§ **RECORD SET**
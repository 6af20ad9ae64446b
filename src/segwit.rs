//! SegWit weight and virtual size (BIP141)

use crate::constants::WITNESS_SCALE_FACTOR;
use crate::types::Transaction;

/// True when any input carries a non-empty witness stack
pub fn has_witness(tx: &Transaction) -> bool {
    tx.inputs.iter().any(|input| !input.witness.is_empty())
}

/// Weight = 3 × |legacy| + |segwit|
pub fn weight(non_segwit_size: u64, segwit_size: u64) -> u64 {
    non_segwit_size * (WITNESS_SCALE_FACTOR - 1) + segwit_size
}

/// Virtual size = ⌈weight / 4⌉
pub fn virtual_size(non_segwit_size: u64, segwit_size: u64) -> u64 {
    weight(non_segwit_size, segwit_size).div_ceil(WITNESS_SCALE_FACTOR)
}

/// Virtual size used for fee estimation: the legacy size when no input has a
/// witness, the BIP141 virtual size otherwise.
pub fn estimated_virtual_size(tx: &Transaction, non_segwit_size: u64, segwit_size: u64) -> u64 {
    if has_witness(tx) {
        virtual_size(non_segwit_size, segwit_size)
    } else {
        non_segwit_size
    }
}
//! Transaction planning: coin selection, fee iteration and output assembly
//!
//! Selection is largest-first over a stable descending sort, so UTXOs of equal
//! value keep their input-list order. The fee of a candidate is measured by
//! running the signer in estimation mode over it; when that is impossible the
//! linear segwit model stands in.

use crate::address::lock_script_for_address;
use crate::config::ChainParams;
use crate::constants::MAX_MONEY;
use crate::error::{ErrorCode, Result, SigningError};
use crate::fee::{fee_for_virtual_size, FeeCalculator, LinearFeeCalculator};
use crate::script::build_op_return_script;
use crate::segwit::estimated_virtual_size;
use crate::signer::TransactionSigner;
use crate::transaction::encoded_size;
use crate::types::*;
use tracing::{debug, warn};

pub struct TransactionBuilder;

impl TransactionBuilder {
    /// Plan a spend. Failures are reported through `TransactionPlan::error`.
    pub fn plan(input: &SigningInput, params: &ChainParams) -> TransactionPlan {
        match Self::try_plan(input, params) {
            Ok(plan) => plan,
            Err(e) => {
                debug!(error = %e, "planning failed");
                TransactionPlan::failed(e.code())
            }
        }
    }

    /// Plan a spend, surfacing failures as errors.
    pub fn try_plan(input: &SigningInput, params: &ChainParams) -> Result<TransactionPlan> {
        validate_amounts(input)?;
        if !input.outputs.is_empty() {
            return plan_explicit_outputs(input);
        }
        if input.utxos.is_empty() {
            return Err(SigningError::MissingInputUtxos);
        }
        if input.use_max_amount {
            plan_max_amount(input, params)
        } else {
            plan_exact_amount(input, params)
        }
    }
}

/// Caller-supplied values must be money amounts whose totals fit in an `Amount`.
fn validate_amounts(input: &SigningInput) -> Result<()> {
    if !(0..=MAX_MONEY).contains(&input.byte_fee) {
        return Err(SigningError::InvalidAmount(format!("byte fee {}", input.byte_fee)));
    }
    if !input.use_max_amount && input.outputs.is_empty() && !(0..=MAX_MONEY).contains(&input.amount) {
        return Err(SigningError::InvalidAmount(format!("amount {}", input.amount)));
    }
    checked_total(input.utxos.iter().map(|utxo| utxo.amount))?;
    checked_total(input.outputs.iter().map(|output| output.value))?;
    Ok(())
}

fn checked_total(mut values: impl Iterator<Item = Amount>) -> Result<Amount> {
    values.try_fold(0 as Amount, |total, value| {
        if !(0..=MAX_MONEY).contains(&value) {
            return Err(SigningError::InvalidAmount(format!(
                "value {} outside 0..={}",
                value, MAX_MONEY
            )));
        }
        total
            .checked_add(value)
            .ok_or_else(|| SigningError::InvalidAmount("total overflows".to_string()))
    })
}

/// Every UTXO is spent; whatever the explicit outputs leave over is fee.
fn plan_explicit_outputs(input: &SigningInput) -> Result<TransactionPlan> {
    if input.utxos.is_empty() {
        return Err(SigningError::MissingInputUtxos);
    }
    let available = checked_total(input.utxos.iter().map(|utxo| utxo.amount))?;
    let amount = checked_total(input.outputs.iter().map(|output| output.value))?;
    let fee = available - amount;
    if fee < 0 {
        return Err(SigningError::InsufficientFunds(format!(
            "outputs total {} exceeds available {}",
            amount, available
        )));
    }
    debug!(inputs = input.utxos.len(), amount, fee, "planned explicit outputs");
    Ok(TransactionPlan {
        utxos: input.utxos.clone(),
        amount,
        available_amount: available,
        fee,
        change: 0,
        output_op_return: input.output_op_return.clone(),
        branch_id: None,
        error: ErrorCode::Ok,
    })
}

fn plan_max_amount(input: &SigningInput, params: &ChainParams) -> Result<TransactionPlan> {
    let calculator = LinearFeeCalculator::SEGWIT;
    let dust = calculator.calculate_single_input(input.byte_fee);
    let utxos: Vec<Utxo> = input
        .utxos
        .iter()
        .filter(|utxo| utxo.amount > dust)
        .cloned()
        .collect();
    if utxos.is_empty() {
        return Err(SigningError::InsufficientFunds(format!(
            "no UTXO worth more than its input fee {}",
            dust
        )));
    }

    let available = sum_amounts(utxos.iter());
    let mut plan = TransactionPlan {
        utxos,
        amount: available,
        available_amount: available,
        output_op_return: input.output_op_return.clone(),
        ..Default::default()
    };
    plan.fee = estimate_fee(input, &plan, params);
    plan.amount = available - plan.fee;
    if plan.amount <= 0 {
        return Err(SigningError::InsufficientFunds(format!(
            "fee {} consumes available {}",
            plan.fee, available
        )));
    }
    debug!(
        inputs = plan.utxos.len(),
        amount = plan.amount,
        fee = plan.fee,
        "planned max amount"
    );
    Ok(plan)
}

fn plan_exact_amount(input: &SigningInput, params: &ChainParams) -> Result<TransactionPlan> {
    let order = largest_first(&input.utxos);
    let op_return_outputs = usize::from(input.output_op_return.is_some());
    let start = select_count(
        &input.utxos,
        &order,
        input.amount,
        1 + op_return_outputs,
        input.byte_fee,
    )
    .ok_or_else(|| {
        SigningError::InsufficientFunds(format!(
            "UTXOs total {} cannot cover {}",
            sum_amounts(input.utxos.iter()),
            input.amount
        ))
    })?;

    // Grow the selection until the measured fee is covered
    let with_change = (start..=order.len()).find_map(|count| {
        let candidate = priced_candidate(input, params, &order[..count], true);
        covers_fee(&candidate).then_some(candidate)
    });

    let plan = match with_change {
        Some(mut plan) => {
            plan.change = plan.available_amount - plan.amount - plan.fee;
            if plan.change > 0 && plan.change < params.dust_threshold {
                plan.fee += plan.change;
                plan.change = 0;
            }
            plan
        }
        None => {
            // The change output itself may be what breaks the budget
            let mut plan = (start..=order.len())
                .find_map(|count| {
                    let candidate = priced_candidate(input, params, &order[..count], false);
                    covers_fee(&candidate).then_some(candidate)
                })
                .ok_or_else(|| {
                    SigningError::InsufficientFunds(format!(
                        "UTXOs total {} cannot cover {} plus fee",
                        sum_amounts(input.utxos.iter()),
                        input.amount
                    ))
                })?;
            plan.fee = plan.available_amount - plan.amount;
            plan
        }
    };
    debug!(
        inputs = plan.utxos.len(),
        amount = plan.amount,
        fee = plan.fee,
        change = plan.change,
        "planned spend"
    );
    Ok(plan)
}

/// Plan spending the UTXOs at `selected`, with its fee measured.
/// Without `with_change` the plan is sized with no change output.
fn priced_candidate(
    input: &SigningInput,
    params: &ChainParams,
    selected: &[usize],
    with_change: bool,
) -> TransactionPlan {
    let utxos = in_input_order(&input.utxos, selected);
    let available = sum_amounts(utxos.iter());
    let mut candidate = TransactionPlan {
        utxos,
        amount: input.amount,
        available_amount: available,
        change: if with_change { available - input.amount } else { 0 },
        output_op_return: input.output_op_return.clone(),
        ..Default::default()
    };
    candidate.fee = estimate_fee(input, &candidate, params);
    debug!(selected = selected.len(), available, with_change, fee = candidate.fee, "fee iteration");
    candidate
}

fn covers_fee(plan: &TransactionPlan) -> bool {
    plan.available_amount >= plan.amount.saturating_add(plan.fee)
}

/// Indices of `utxos` sorted by amount, largest first. Ties keep input order.
fn largest_first(utxos: &[Utxo]) -> Vec<usize> {
    let mut order: Vec<usize> = (0..utxos.len()).collect();
    order.sort_by(|a, b| utxos[*b].amount.cmp(&utxos[*a].amount));
    order
}

/// Number of leading UTXOs (in `order`) to start the fee iteration with.
///
/// The first prefix covering target + linear fee + one input's worth of dust
/// margin wins; failing that, the first prefix covering target + linear fee
/// without a change output. When the linear model rules out every prefix but the
/// total still covers the target, all UTXOs are taken and the measured fee decides.
fn select_count(
    utxos: &[Utxo],
    order: &[usize],
    target: Amount,
    non_change_outputs: usize,
    byte_fee: Amount,
) -> Option<usize> {
    let calculator = LinearFeeCalculator::SEGWIT;
    let margin = calculator.calculate_single_input(byte_fee);

    let prefix_sums: Vec<Amount> = order
        .iter()
        .scan(0 as Amount, |acc, i| {
            *acc += utxos[*i].amount;
            Some(*acc)
        })
        .collect();

    let with_change = prefix_sums.iter().enumerate().find(|(k, sum)| {
        **sum
            >= target
                .saturating_add(calculator.calculate(k + 1, non_change_outputs + 1, byte_fee))
                .saturating_add(margin)
    });
    if let Some((k, _)) = with_change {
        return Some(k + 1);
    }
    prefix_sums
        .iter()
        .enumerate()
        .find(|(k, sum)| {
            **sum >= target.saturating_add(calculator.calculate(k + 1, non_change_outputs, byte_fee))
        })
        .map(|(k, _)| k + 1)
        .or_else(|| match prefix_sums.last() {
            Some(total) if *total >= target => Some(prefix_sums.len()),
            _ => None,
        })
}

/// The UTXOs at `selected` indices, in their original relative order.
fn in_input_order(utxos: &[Utxo], selected: &[usize]) -> Vec<Utxo> {
    let mut indices = selected.to_vec();
    indices.sort_unstable();
    indices.into_iter().map(|i| utxos[i].clone()).collect()
}

fn sum_amounts<'a>(utxos: impl Iterator<Item = &'a Utxo>) -> Amount {
    utxos.map(|utxo| utxo.amount).sum()
}

/// Fee of a candidate plan, measured by a dry-run signing pass.
///
/// Formula: fee = byte_fee × vsize, vsize = |legacy| without witness data,
/// ⌈(3 × |legacy| + |segwit|) / 4⌉ with it.
pub fn estimate_fee(input: &SigningInput, plan: &TransactionPlan, params: &ChainParams) -> Amount {
    match TransactionSigner::estimate(input, plan, params) {
        Ok(tx) => {
            let size = encoded_size(&tx);
            let vsize = estimated_virtual_size(&tx, size.non_segwit, size.segwit);
            fee_for_virtual_size(vsize, input.byte_fee)
        }
        Err(e) => {
            let outputs = 1
                + usize::from(plan.change > 0)
                + usize::from(plan.output_op_return.is_some());
            let fee = LinearFeeCalculator::SEGWIT.calculate(plan.utxos.len(), outputs, input.byte_fee);
            warn!(error = %e, fee, "size estimation failed, using linear fee");
            fee
        }
    }
}

/// Outputs of the transaction a plan describes, in wire order.
///
/// Explicit outputs are used as given. Otherwise: destination, change when
/// non-zero, then the OP_RETURN data output when a memo is set.
pub fn build_outputs(
    input: &SigningInput,
    plan: &TransactionPlan,
    params: &ChainParams,
) -> Result<Vec<TransactionOutput>> {
    let mut outputs = Vec::new();
    if !input.outputs.is_empty() {
        outputs.extend(input.outputs.iter().cloned());
    } else {
        outputs.push(TransactionOutput {
            value: plan.amount,
            script_pubkey: lock_script_for_address(&input.to_address, params)?,
        });
        if plan.change > 0 {
            outputs.push(TransactionOutput {
                value: plan.change,
                script_pubkey: lock_script_for_address(&input.change_address, params)?,
            });
        }
    }
    if let Some(data) = &plan.output_op_return {
        let script = build_op_return_script(data).ok_or_else(|| {
            SigningError::InvalidOutputScript(format!("OP_RETURN data of {} bytes", data.len()))
        })?;
        outputs.push(TransactionOutput {
            value: 0,
            script_pubkey: script,
        });
    }
    Ok(outputs)
}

§ **PROMPT**
Every line from the top of the material through the line containing "use crate::constants::MAX_MONEY;" must be transcribed exactly, and no other line may appear.

§ **WRITTEN REPLY**
repository 6af20ad9ae64446b
filename src/segwit.rs
//! SegWit weight and virtual size (BIP141)

use crate::constants::WITNESS_SCALE_FACTOR;
use crate::types::Transaction;

/// True when any input carries a non-empty witness stack
pub fn has_witness(tx: &Transaction) -> bool {
    tx.inputs.iter().any(|input| !input.witness.is_empty())
}

/// Weight = 3 × |legacy| + |segwit|
pub fn weight(non_segwit_size: u64, segwit_size: u64) -> u64 {
    non_segwit_size * (WITNESS_SCALE_FACTOR - 1) + segwit_size
}

/// Virtual size = ⌈weight / 4⌉
pub fn virtual_size(non_segwit_size: u64, segwit_size: u64) -> u64 {
    weight(non_segwit_size, segwit_size).div_ceil(WITNESS_SCALE_FACTOR)
}

/// Virtual size used for fee estimation: the legacy size when no input has a
/// witness, the BIP141 virtual size otherwise.
pub fn estimated_virtual_size(tx: &Transaction, non_segwit_size: u64, segwit_size: u64) -> u64 {
    if has_witness(tx) {
        virtual_size(non_segwit_size, segwit_size)
    } else {
        non_segwit_size
    }
}
//! Transaction planning: coin selection, fee iteration and output assembly
//!
//! Selection is largest-first over a stable descending sort, so UTXOs of equal
//! value keep their input-list order. The fee of a candidate is measured by
//! running the signer in estimation mode over it; when that is impossible the
//! linear segwit model stands in.

use crate::address::lock_script_for_address;
use crate::config::ChainParams;
use crate::constants::MAX_MONEY;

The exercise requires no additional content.